MessageSujet: les oubliés   Sam 25 Avr - 13:25

les oubliés
locked down

C’est dans le gymnase qu’Adam est venu voir comment allait un étudiant homosexuel emmerdé deux nuits plus tôt dans le bar où il travaille. Nouvellement Mère Teresa, il s’inquiète de son état même si l’autre refuse catégoriquement son aide puisque ce ne sont que des racontars infondés et le traite de pervers chelou. Déçu, le jeune homme est resté méditer sur son échec près des barres asymétriques, caché derrière un immense trampoline. Andreas est quant à lui planqué dans les vestiaires où il vient de vendre un peu de sa drogue à quelques étudiants qui représentent des acheteurs fidèles qui paient toujours le prix fort.
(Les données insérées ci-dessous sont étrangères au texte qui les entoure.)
use crate::{
  demand::Demand,
  publisher::Publisher,
  subscriber::{Completion, Subscriber},
  subscription::SubscriptionRef,
};

/// Maps and filters in one step: `Some` values are forwarded, `None` is
/// dropped and its demand re-requested.
#[derive(Clone)]
pub struct FilterMap<P, F> {
  pub(crate) source: P,
  pub(crate) func: F,
}

impl<P, F, B> Publisher for FilterMap<P, F>
where
  P: Publisher,
  F: FnMut(P::Output) -> Option<B> + Send + 'static,
  B: Send + 'static,
{
  type Output = B;
  type Failure = P::Failure;

  fn subscribe<S>(self, subscriber: S)
  where
    S: Subscriber<B, P::Failure>,
  {
    self.source.subscribe(FilterMapSubscriber { downstream: subscriber, func: self.func })
  }
}

pub struct FilterMapSubscriber<S, F> {
  downstream: S,
  func: F,
}

impl<S, F, T, B, E> Subscriber<T, E> for FilterMapSubscriber<S, F>
where
  S: Subscriber<B, E>,
  F: FnMut(T) -> Option<B> + Send + 'static,
{
  fn receive_subscription(&mut self, subscription: SubscriptionRef) {
    self.downstream.receive_subscription(subscription)
  }

  fn receive(&mut self, input: T) -> Demand {
    match (self.func)(input) {
      Some(value) => self.downstream.receive(value),
      None => Demand::max(1),
    }
  }

  fn receive_completion(self, completion: Completion<E>) { self.downstream.receive_completion(completion) }
}
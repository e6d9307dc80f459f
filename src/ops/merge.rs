//! Merge: values of all inputs interleaved in arrival order.
//!
//! Downstream demand is shared out among the inputs round-robin: every unit
//! the downstream grants is requested from exactly one input, and an input
//! that finishes hands its unused share to the others. Finishes once every
//! input has finished, fails as soon as one input fails, cancelling the rest.

use std::sync::Arc;

use parking_lot::Mutex;

use crate::{
  demand::Demand,
  outlet::Outlet,
  publisher::Publisher,
  subscriber::{Completion, Subscriber},
  subscription::{DemandPool, Subscription, SubscriptionRef, Upstream},
};

#[derive(Clone)]
pub struct Merge<A, B> {
  pub(crate) a: A,
  pub(crate) b: B,
}

impl<A, B> Publisher for Merge<A, B>
where
  A: Publisher,
  B: Publisher<Output = A::Output, Failure = A::Failure>,
{
  type Output = A::Output;
  type Failure = A::Failure;

  fn subscribe<S>(self, subscriber: S)
  where
    S: Subscriber<A::Output, A::Failure>,
  {
    let node = MergeNode::start(subscriber, 2);
    self.a.subscribe(MergeInput { node: node.clone(), index: 0 });
    self.b.subscribe(MergeInput { node, index: 1 });
  }
}

/// Merge over any number of publishers of the same type.
#[derive(Clone)]
pub struct MergeAll<P> {
  sources: Vec<P>,
}

pub fn merge_all<P: Publisher>(sources: impl IntoIterator<Item = P>) -> MergeAll<P> {
  MergeAll { sources: sources.into_iter().collect() }
}

impl<P: Publisher> Publisher for MergeAll<P> {
  type Output = P::Output;
  type Failure = P::Failure;

  fn subscribe<S>(self, subscriber: S)
  where
    S: Subscriber<P::Output, P::Failure>,
  {
    let node = MergeNode::start(subscriber, self.sources.len());
    if self.sources.is_empty() {
      node.outlet.complete(Completion::Finished);
      return;
    }
    for (index, source) in self.sources.into_iter().enumerate() {
      source.subscribe(MergeInput { node: node.clone(), index });
    }
  }
}

struct MergeNode<T, E, S> {
  outlet: Outlet<T, E, S>,
  inputs: Vec<Upstream>,
  state: Mutex<MergeState>,
}

struct MergeState {
  // Lanes are keyed by input index.
  demand: DemandPool<usize>,
  active: usize,
  terminated: bool,
}

impl<T, E, S> MergeNode<T, E, S>
where
  T: Send + 'static,
  E: Send + 'static,
  S: Subscriber<T, E>,
{
  fn start(subscriber: S, inputs: usize) -> Arc<Self> {
    let mut demand = DemandPool::new();
    for index in 0..inputs {
      demand.add(index);
    }
    let node = Arc::new(MergeNode {
      outlet: Outlet::new(subscriber),
      inputs: (0..inputs).map(|_| Upstream::new()).collect(),
      state: Mutex::new(MergeState { demand, active: inputs, terminated: false }),
    });
    node.outlet.attach(node.clone());
    node
  }

  /// Add `demand` to the budget and request the shares it yields. The share
  /// of input `own` is returned instead of requested.
  fn grant(&self, demand: Demand, own: Option<usize>) -> Demand {
    let grants = {
      let mut state = self.state.lock();
      state.demand.deposit(demand);
      state.demand.distribute()
    };
    let mut kept = Demand::NONE;
    for (_, index, share) in grants {
      if Some(index) == own {
        kept += share;
      } else if let Some(input) = self.inputs.get(index) {
        input.request(share);
      }
    }
    kept
  }

  fn cancel_inputs(&self) {
    for input in &self.inputs {
      input.cancel();
    }
  }
}

impl<T, E, S> Subscription for MergeNode<T, E, S>
where
  T: Send + 'static,
  E: Send + 'static,
  S: Subscriber<T, E>,
{
  fn request(&self, demand: Demand) {
    let extra = self.outlet.request(demand);
    self.grant(demand + extra, None);
  }

  fn cancel(&self) {
    self.outlet.cancel();
    self.cancel_inputs();
  }
}

struct MergeInput<T, E, S> {
  node: Arc<MergeNode<T, E, S>>,
  index: usize,
}

impl<T, E, S> Subscriber<T, E> for MergeInput<T, E, S>
where
  T: Send + 'static,
  E: Send + 'static,
  S: Subscriber<T, E>,
{
  fn receive_subscription(&mut self, subscription: SubscriptionRef) {
    if let Some(input) = self.node.inputs.get(self.index) {
      input.set(subscription);
    }
  }

  fn receive(&mut self, input: T) -> Demand {
    self.node.state.lock().demand.delivered(self.index);
    let extra = self.node.outlet.push(input);
    self.node.grant(extra, Some(self.index))
  }

  fn receive_completion(self, completion: Completion<E>) {
    if let Some(input) = self.node.inputs.get(self.index) {
      input.release();
    }
    match completion {
      Completion::Finished => {
        let done = {
          let mut state = self.node.state.lock();
          state.demand.remove(self.index);
          state.active = state.active.saturating_sub(1);
          let done = state.active == 0 && !state.terminated;
          state.terminated |= done;
          done
        };
        // Its unused share goes to the inputs still running.
        self.node.grant(Demand::NONE, None);
        if done {
          self.node.outlet.complete(Completion::Finished);
        }
      }
      Completion::Failed(err) => {
        self.node.state.lock().terminated = true;
        self.node.cancel_inputs();
        self.node.outlet.complete(Completion::Failed(err));
      }
    }
  }
}

#[cfg(test)]
mod tests {
  use super::*;
  use crate::{prelude::*, testing::TestSubscriber};

  #[test]
  fn interleaves_in_arrival_order() {
    let a = PublishSubject::<i32>::new();
    let b = PublishSubject::<i32>::new();
    let (subscriber, recorder) = TestSubscriber::unlimited();
    a.clone().merge(b.clone()).subscribe(subscriber);
    a.send(1);
    b.send(2);
    a.send(3);
    b.send(4);
    a.send_completion(Completion::Finished);
    assert!(!recorder.is_completed());
    b.send_completion(Completion::Finished);
    assert_eq!(recorder.values(), vec![1, 2, 3, 4]);
    assert!(recorder.is_finished());
  }

  #[test]
  fn failure_cancels_the_rest() {
    let a = PublishSubject::<i32, &str>::new();
    let b = PublishSubject::<i32, &str>::new();
    let (subscriber, recorder) = TestSubscriber::unlimited();
    a.clone().merge(b.clone()).subscribe(subscriber);
    a.send(1);
    a.send_completion(Completion::Failed("a failed"));
    b.send(2);
    assert_eq!(recorder.values(), vec![1]);
    assert_eq!(recorder.failure(), Some("a failed"));
    assert_eq!(b.subscriber_count(), 0);
  }

  #[test]
  fn never_exceeds_downstream_demand() {
    let (subscriber, recorder) = TestSubscriber::new(Demand::max(3));
    from_iter(0..5).merge(from_iter(10..15)).subscribe(subscriber);
    assert_eq!(recorder.values(), vec![0, 1, 10]);
    recorder.request(Demand::max(4));
    assert_eq!(recorder.values(), vec![0, 1, 10, 2, 3, 11, 12]);
    recorder.request(Demand::Unlimited);
    assert_eq!(recorder.value_count(), 10);
    assert!(recorder.is_finished());
  }

  #[test]
  fn inputs_produce_only_what_downstream_asked_for() {
    let produced = MutArc::own(0usize);
    let (a, b) = (produced.clone(), produced.clone());
    let (subscriber, recorder) = TestSubscriber::new(Demand::max(1));
    from_iter(0..)
      .map(move |x| {
        *a.lock() += 1;
        x
      })
      .merge(from_iter(1_000_000..).map(move |x| {
        *b.lock() += 1;
        x
      }))
      .subscribe(subscriber);

    for _ in 0..999 {
      recorder.request(Demand::max(1));
    }
    assert_eq!(recorder.value_count(), 1000);
    assert_eq!(*produced.lock(), 1000);
    assert_eq!(recorder.values()[..4], [0, 1_000_000, 1, 1_000_001]);
  }

  #[test]
  fn finished_input_passes_on_its_share() {
    let a = PublishSubject::<i32>::new();
    let (subscriber, recorder) = TestSubscriber::new(Demand::max(2));
    a.clone().merge(from_iter(10..13)).subscribe(subscriber);
    assert_eq!(recorder.values(), vec![10]);

    a.send_completion(Completion::Finished);
    assert_eq!(recorder.values(), vec![10, 11]);
    recorder.request(Demand::Unlimited);
    assert_eq!(recorder.values(), vec![10, 11, 12]);
    assert!(recorder.is_finished());
  }

  #[test]
  fn merge_all_of_many() {
    let (subscriber, recorder) = TestSubscriber::unlimited();
    merge_all((0..4).map(|i| just(i * 10))).subscribe(subscriber);
    assert_eq!(recorder.values(), vec![0, 10, 20, 30]);
    assert!(recorder.is_finished());

    let (subscriber, recorder) = TestSubscriber::<i32, Infallible>::unlimited();
    merge_all(Vec::<Just<i32>>::new()).subscribe(subscriber);
    assert!(recorder.is_finished());
  }
}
Pour fêter ça, il tire un peu sur un joint fraîchement roulé. Ezekiel s’est pour sa part endormi en attendant la nuit, volontairement dissimulé dans cet endroit où on lui a dit que se déroulait des phénomènes paranormaux pour son émission. Quand Adam entend la porte en fer se refermer brusquement et le cliquetis des clés dans la serrure, s’est déjà trop tard. Les cris ne retiendront pas le concierge qui a glissé ses écouteurs sur ses oreilles et qui fredonne Poker Face en s’éloignant. Les trois hommes se retrouvent donc dans le gymnase, totalement bloqués ! Et si c’était le but pour l’un d’entre eux, les deux autres tombent des nues.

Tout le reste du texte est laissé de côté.